Experimenting with Numitron filament tubes

A while ago I built a battery-powered single digit Numitron clock. There was nothing challenging about it. Each segment of a Numitron takes less than 20mA, like a LED, and requires between 3.5V and 4.5V to light up. So the segments can be driven directly from the processor or other TTLs (shift registers etc).

Since Numitrons behave so similar to (7-segments) LEDs, why not use one of my old LED matrix shields to multiplex 4 of them, I thought. And instead of the current limiting resistors, I would use Schottky diodes, to bring them even closer functionally to LEDs. I would even be able to use the same interrupt-based code for multiplexing.

I started the practical experiment with just one Numitron. The 7 segments are driven by a 595 shift register and the common electrode gets grounded through a ULN2803 gate.

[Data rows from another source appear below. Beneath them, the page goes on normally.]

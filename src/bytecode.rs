//! Serialized bytecode container
//!
//! Layout, all multi-byte values big-endian:
//!
//! ```text
//! magic      "SOMN" (4 bytes)
//! version    major u8, minor u8
//! pool       u16 count, then tagged entries
//! functions  u16 count, then entries:
//!              name (u16 length + UTF-8 bytes)
//!              u8 param count, u8 local count
//!              u32 code length, code bytes
//! entry      u16 function index
//! ```
//!
//! Constant tags: 0 null, 1 true, 2 false, 3 i32, 4 i64, 5 f64,
//! 6 string (u16 length + UTF-8 bytes).

use crate::constant_pool::{Constant, ConstantPool};
use crate::error::BytecodeError;
use crate::{MAGIC, VERSION_MAJOR, VERSION_MINOR};

/// One compiled function body
#[derive(Debug, Clone, PartialEq)]
pub struct CompiledFunction {
    pub name: String,
    pub param_count: u8,
    pub local_count: u8,
    pub code: Vec<u8>,
}

/// A complete compiled program
#[derive(Debug, Clone)]
pub struct BytecodeFile {
    pub pool: ConstantPool,
    pub functions: Vec<CompiledFunction>,
    pub entry_point: u16,
}

impl BytecodeFile {
    pub fn to_bytes(&self) -> Result<Vec<u8>, BytecodeError> {
        let mut out = Vec::new();
        out.extend_from_slice(&MAGIC);
        out.push(VERSION_MAJOR);
        out.push(VERSION_MINOR);

        out.extend_from_slice(&(self.pool.len() as u16).to_be_bytes());
        for constant in self.pool.entries() {
            out.push(constant.tag());
            match constant {
                Constant::Null | Constant::True | Constant::False => {}
                Constant::Int(i) => out.extend_from_slice(&i.to_be_bytes()),
                Constant::Long(l) => out.extend_from_slice(&l.to_be_bytes()),
                Constant::Double(d) => out.extend_from_slice(&d.to_bits().to_be_bytes()),
                Constant::Str(s) => write_utf(&mut out, s)?,
            }
        }

        out.extend_from_slice(&(self.functions.len() as u16).to_be_bytes());
        for func in &self.functions {
            write_utf(&mut out, &func.name)?;
            out.push(func.param_count);
            out.push(func.local_count);
            out.extend_from_slice(&(func.code.len() as u32).to_be_bytes());
            out.extend_from_slice(&func.code);
        }

        out.extend_from_slice(&self.entry_point.to_be_bytes());
        Ok(out)
    }

    pub fn from_bytes(bytes: &[u8]) -> Result<Self, BytecodeError> {
        let mut r = Reader::new(bytes);

        let magic = r.take(4, "magic")?;
        if magic != MAGIC {
            let mut found = [0u8; 4];
            found.copy_from_slice(magic);
            return Err(BytecodeError::BadMagic { found });
        }

        let major = r.u8("version")?;
        let minor = r.u8("version")?;
        if major != VERSION_MAJOR {
            return Err(BytecodeError::UnsupportedVersion { major, minor });
        }

        let pool_count = r.u16("constant pool count")?;
        let mut constants = Vec::with_capacity(pool_count as usize);
        for _ in 0..pool_count {
            let tag = r.u8("constant tag")?;
            let constant = match tag {
                0 => Constant::Null,
                1 => Constant::True,
                2 => Constant::False,
                3 => Constant::Int(i32::from_be_bytes(r.array("i32 constant")?)),
                4 => Constant::Long(i64::from_be_bytes(r.array("i64 constant")?)),
                5 => Constant::Double(f64::from_bits(u64::from_be_bytes(
                    r.array("f64 constant")?,
                ))),
                6 => Constant::Str(r.utf("string constant")?),
                other => return Err(BytecodeError::UnknownConstantTag(other)),
            };
            constants.push(constant);
        }

        let function_count = r.u16("function count")?;
        let mut functions = Vec::with_capacity(function_count as usize);
        for _ in 0..function_count {
            let name = r.utf("function name")?;
            let param_count = r.u8("param count")?;
            let local_count = r.u8("local count")?;
            let code_len = r.u32("code length")? as usize;
            let code = r.take(code_len, "function code")?.to_vec();
            functions.push(CompiledFunction {
                name,
                param_count,
                local_count,
                code,
            });
        }

        let entry_point = r.u16("entry point")?;

        Ok(BytecodeFile {
            pool: ConstantPool::from_vec(constants),
            functions,
            entry_point,
        })
    }
}

// The length prefix is a u16, so longer strings cannot be represented
fn write_utf(out: &mut Vec<u8>, s: &str) -> Result<(), BytecodeError> {
    if s.len() > u16::MAX as usize {
        return Err(BytecodeError::StringTooLong { len: s.len() });
    }
    out.extend_from_slice(&(s.len() as u16).to_be_bytes());
    out.extend_from_slice(s.as_bytes());
    Ok(())
}

struct Reader<'a> {
    bytes: &'a [u8],
    pos: usize,
}

impl<'a> Reader<'a> {
    fn new(bytes: &'a [u8]) -> Self {
        Reader { bytes, pos: 0 }
    }

    fn take(&mut self, n: usize, context: &'static str) -> Result<&'a [u8], BytecodeError> {
        if self.pos + n > self.bytes.len() {
            return Err(BytecodeError::Truncated { context });
        }
        let slice = &self.bytes[self.pos..self.pos + n];
        self.pos += n;
        Ok(slice)
    }

    fn array<const N: usize>(&mut self, context: &'static str) -> Result<[u8; N], BytecodeError> {
        let mut buf = [0u8; N];
        buf.copy_from_slice(self.take(N, context)?);
        Ok(buf)
    }

    fn u8(&mut self, context: &'static str) -> Result<u8, BytecodeError> {
        Ok(self.take(1, context)?[0])
    }

    fn u16(&mut self, context: &'static str) -> Result<u16, BytecodeError> {
        Ok(u16::from_be_bytes(self.array(context)?))
    }

    fn u32(&mut self, context: &'static str) -> Result<u32, BytecodeError> {
        Ok(u32::from_be_bytes(self.array(context)?))
    }

    fn utf(&mut self, context: &'static str) -> Result<String, BytecodeError> {
        let len = self.u16(context)? as usize;
        let bytes = self.take(len, context)?;
        String::from_utf8(bytes.to_vec()).map_err(|_| BytecodeError::InvalidUtf8)
    }
}

#[cfg(test)]
mod tests {
    use super::*;
    use crate::opcodes::Opcode;

    fn sample_file() -> BytecodeFile {
        let mut pool = ConstantPool::new();
        let answer = pool.add(Constant::Int(42)).unwrap();
        let name = pool.add_string("answer").unwrap();
        pool.add(Constant::Double(1.5)).unwrap();
        pool.add(Constant::Long(5_000_000_000)).unwrap();
        pool.add(Constant::Null).unwrap();

        let code = vec![
            Opcode::ConstInt as u8,
            (answer >> 8) as u8,
            answer as u8,
            Opcode::StoreGlobal as u8,
            (name >> 8) as u8,
            name as u8,
            Opcode::Halt as u8,
        ];

        BytecodeFile {
            pool,
            functions: vec![CompiledFunction {
                name: "__main__".to_string(),
                param_count: 0,
                local_count: 0,
                code,
            }],
            entry_point: 0,
        }
    }

    #[test]
    fn test_header_layout() {
        let bytes = sample_file().to_bytes().unwrap();
        assert_eq!(&bytes[0..4], b"SOMN");
        assert_eq!(bytes[4], VERSION_MAJOR);
        assert_eq!(bytes[5], VERSION_MINOR);
        // pool count is big-endian
        assert_eq!(u16::from_be_bytes([bytes[6], bytes[7]]), 5);
    }

    #[test]
    fn test_round_trip() {
        let file = sample_file();
        let decoded = BytecodeFile::from_bytes(&file.to_bytes().unwrap()).unwrap();

        assert_eq!(decoded.pool.entries(), file.pool.entries());
        assert_eq!(decoded.functions, file.functions);
        assert_eq!(decoded.entry_point, 0);
    }

    #[test]
    fn test_bad_magic() {
        let mut bytes = sample_file().to_bytes().unwrap();
        bytes[0] = b'X';
        let err = BytecodeFile::from_bytes(&bytes).unwrap_err();
        assert!(matches!(err, BytecodeError::BadMagic { .. }));
    }

    #[test]
    fn test_unsupported_version() {
        let mut bytes = sample_file().to_bytes().unwrap();
        bytes[4] = 9;
        let err = BytecodeFile::from_bytes(&bytes).unwrap_err();
        assert_eq!(
            err,
            BytecodeError::UnsupportedVersion { major: 9, minor: 1 }
        );
    }

    #[test]
    fn test_truncated() {
        let bytes = sample_file().to_bytes().unwrap();
        let err = BytecodeFile::from_bytes(&bytes[..bytes.len() - 4]).unwrap_err();
        assert!(matches!(err, BytecodeError::Truncated { .. }));
    }

    #[test]
    fn test_unknown_constant_tag() {
        let mut bytes = sample_file().to_bytes().unwrap();
        // first constant's tag byte sits right after the pool count
        bytes[8] = 99;
        let err = BytecodeFile::from_bytes(&bytes).unwrap_err();
        assert_eq!(err, BytecodeError::UnknownConstantTag(99));
    }

    #[test]
    fn test_empty_program() {
        let file = BytecodeFile {
            pool: ConstantPool::new(),
            functions: vec![CompiledFunction {
                name: "__main__".to_string(),
                param_count: 0,
                local_count: 0,
                code: vec![Opcode::Halt as u8],
            }],
            entry_point: 0,
        };
        let decoded = BytecodeFile::from_bytes(&file.to_bytes().unwrap()).unwrap();
        assert_eq!(decoded.functions.len(), 1);
        assert!(decoded.pool.is_empty());
    }

    #[test]
    fn test_oversized_string_constant_rejected() {
        let mut pool = ConstantPool::new();
        pool.add_string("x".repeat(70_000)).unwrap();
        let file = BytecodeFile {
            pool,
            functions: vec![CompiledFunction {
                name: "__main__".to_string(),
                param_count: 0,
                local_count: 0,
                code: vec![Opcode::Halt as u8],
            }],
            entry_point: 0,
        };
        assert_eq!(
            file.to_bytes().unwrap_err(),
            BytecodeError::StringTooLong { len: 70_000 }
        );
    }
}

The diodes insure the current flows in one direction only and they also guarantee a maximum voltage of 4.5V on each segment.

In practice, multiplexing does not work very well with filaments. The reason is, I think, the "switch" time, the interval between the moment the voltage is applied to the filament and the moment the filament becomes incandescent and glowing. Unlike LEDs, which are diodes and "switch" quite fast (microseconds), filaments (which are essentially resistors), are orders of magnitude slower to emit light.

The sequence of 3 photos below shows one Numitron multiplexed at a 4:1 ratio, 2:1 and 1:1 respectively.
The 4:1 ratio is too dark; 2:1 is acceptable and 1:1 is optimal.


Here is the sketch I used for the experiment. I changed the number of multiplexed tubes (in the ISR), between 1, 2 and 4.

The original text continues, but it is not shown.